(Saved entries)
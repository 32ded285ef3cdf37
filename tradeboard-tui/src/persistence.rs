//! Form persistence: JSON save/load across restarts.

use std::path::{Path, PathBuf};

use serde::{Deserialize, Serialize};

use tradeboard_core::request::FormState;

use crate::app::AppState;

/// Serializable subset of app state that persists across restarts.
#[derive(Debug, Default, Serialize, Deserialize)]
#[serde(default)]
pub struct PersistedState {
    /// `None` means "use the configured defaults".
    pub form: Option<FormState>,
    pub upload_path: Option<PathBuf>,
    pub help_seen: bool,
}

/// Load persisted state from disk. Returns defaults if file is missing or corrupt.
pub fn load(path: &Path) -> PersistedState {
    match std::fs::read_to_string(path) {
        Ok(content) => serde_json::from_str(&content).unwrap_or_else(|e| {
            tracing::warn!(path = %path.display(), error = %e, "ignoring corrupt state file");
            PersistedState::default()
        }),
        Err(_) => PersistedState::default(),
    }
}

/// Save persisted state to disk. Creates parent directories if needed.
pub fn save(path: &Path, state: &PersistedState) -> anyhow::Result<()> {
    if let Some(parent) = path.parent() {
        std::fs::create_dir_all(parent)?;
    }
    let json = serde_json::to_string_pretty(state)?;
    std::fs::write(path, json)?;
    Ok(())
}

/// Extract persisted state from AppState.
pub fn extract(app: &AppState) -> PersistedState {
    PersistedState {
        form: Some(app.form.clone()),
        upload_path: app.upload_path.clone(),
        help_seen: true,
    }
}

/// Apply persisted state to AppState.
pub fn apply(app: &mut AppState, state: PersistedState) {
    if let Some(form) = state.form {
        app.symbols = vec![form.symbol.clone()];
        app.form = form;
    }
    if let Some(path) = state.upload_path.filter(|p| p.exists()) {
        app.upload_path = Some(path);
    }
    if !state.help_seen {
        app.overlay = crate::app::Overlay::Help;
    }
}
use serde::{Deserialize, Serialize};
use sqlx::FromRow;

/// The counter series used to allocate task ids.
pub const TASK_ID_SERIES: &str = "TaskID";

/// A named, monotonically increasing sequence. `value` is the last id
/// handed out for the series; it never decreases and is never reset by
/// task deletion, so ids are unique but not contiguous.
#[derive(Debug, Clone, Serialize, Deserialize, FromRow)]
pub struct Counter {
    pub name: String,
    pub value: i64,
}
use crate::{
    state::AppState,
    task::{task_handlers, CreateTaskRequest, MessageResponse, Task, UpdateTaskRequest},
};
use axum::{routing::get, Router};
use tower_http::{
    cors::{Any, CorsLayer},
    trace::TraceLayer,
};
use utoipa::OpenApi;
use utoipa_swagger_ui::SwaggerUi;

#[derive(OpenApi)]
#[openapi(
    paths(
        task_handlers::get_tasks,
        task_handlers::get_task,
        task_handlers::create_task,
        task_handlers::update_task,
        task_handlers::delete_task,
        task_handlers::delete_all_tasks,
    ),
    components(
        schemas(
            Task,
            CreateTaskRequest,
            UpdateTaskRequest,
            MessageResponse,
        )
    ),
    tags(
        (name = "tasks", description = "Task management endpoints")
    )
)]
struct ApiDoc;

async fn health() -> &'static str {
    "API is running"
}

pub fn create_router(state: AppState) -> Router {
    let cors = CorsLayer::new()
        .allow_origin(Any)
        .allow_methods(Any)
        .allow_headers(Any);

    let task_routes = Router::new()
        .route(
            "/",
            get(task_handlers::get_tasks)
                .post(task_handlers::create_task)
                .delete(task_handlers::delete_all_tasks),
        )
        .route(
            "/:id",
            get(task_handlers::get_task)
                .put(task_handlers::update_task)
                .delete(task_handlers::delete_task),
        );

    Router::new()
        .merge(SwaggerUi::new("/swagger-ui").url("/api-docs/openapi.json", ApiDoc::openapi()))
        .route("/", get(health))
        .nest("/api/tasks", task_routes)
        .layer(TraceLayer::new_for_http())
        .layer(cors)
        .with_state(state)
}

### Work request
Scan the records above and show every line in which the word "SwaggerUi" occurs.

### Task answer
use utoipa_swagger_ui::SwaggerUi;
        .merge(SwaggerUi::new("/swagger-ui").url("/api-docs/openapi.json", ApiDoc::openapi()))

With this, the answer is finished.